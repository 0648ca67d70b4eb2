/// Token estimation for mixed-language chat content, used when the LLM
/// backend omits usage figures in its response.

use crate::models::chat::ChatMessage;

/// Estimate tokens from text using a word-based heuristic.
/// Rule: avg ~1.3 tokens per word, plus a small formatting overhead.
pub fn estimate_tokens(text: &str) -> usize {
    if text.is_empty() {
        return 0;
    }

    let words = text.split_whitespace().count();

    ((words as f64 * 1.3) + 5.0).ceil() as usize
}

/// Estimate tokens across a full message list.
pub fn estimate_messages_tokens(messages: &[ChatMessage]) -> usize {
    messages
        .iter()
        .map(|message| estimate_tokens(&message.content))
        .sum()
}

#[cfg(test)]
mod tests {
    use super::*;
    use crate::models::chat::Role;

    #[test]
    fn test_token_estimation() {
        // 7 words * 1.3 + 5 = 14.1, rounded up
        let text = "the quick brown fox jumps over everything";
        let tokens = estimate_tokens(text);
        assert!((13..=16).contains(&tokens));
    }

    #[test]
    fn test_empty_string() {
        assert_eq!(estimate_tokens(""), 0);
    }

    #[test]
    fn test_message_list_sums_contents() {
        let messages = vec![
            ChatMessage::new(Role::User, "hello there".to_string()),
            ChatMessage::new(Role::Assistant, "hi".to_string()),
        ];
        let total = estimate_messages_tokens(&messages);
        assert_eq!(
            total,
            estimate_tokens("hello there") + estimate_tokens("hi")
        );
    }
}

+++++

Give the entries again in full, exactly as they were written above.

repository 0648ca67d70b4eb2
/// Token estimation for mixed-language chat content, used when the LLM
/// backend omits usage figures in its response.

use crate::models::chat::ChatMessage;

/// Estimate tokens from text using a word-based heuristic.
/// Rule: avg ~1.3 tokens per word, plus a small formatting overhead.
pub fn estimate_tokens(text: &str) -> usize {
    if text.is_empty() {
        return 0;
    }

    let words = text.split_whitespace().count();

    ((words as f64 * 1.3) + 5.0).ceil() as usize
}

/// Estimate tokens across a full message list.
pub fn estimate_messages_tokens(messages: &[ChatMessage]) -> usize {
    messages
        .iter()
        .map(|message| estimate_tokens(&message.content))
        .sum()
}

#[cfg(test)]
mod tests {
    use super::*;
    use crate::models::chat::Role;

    #[test]
    fn test_token_estimation() {
        // 7 words * 1.3 + 5 = 14.1, rounded up
        let text = "the quick brown fox jumps over everything";
        let tokens = estimate_tokens(text);
        assert!((13..=16).contains(&tokens));
    }

    #[test]
    fn test_empty_string() {
        assert_eq!(estimate_tokens(""), 0);
    }

    #[test]
    fn test_message_list_sums_contents() {
        let messages = vec![
            ChatMessage::new(Role::User, "hello there".to_string()),
            ChatMessage::new(Role::Assistant, "hi".to_string()),
        ];
        let total = estimate_messages_tokens(&messages);
        assert_eq!(
            total,
            estimate_tokens("hello there") + estimate_tokens("hi")
        );
    }
}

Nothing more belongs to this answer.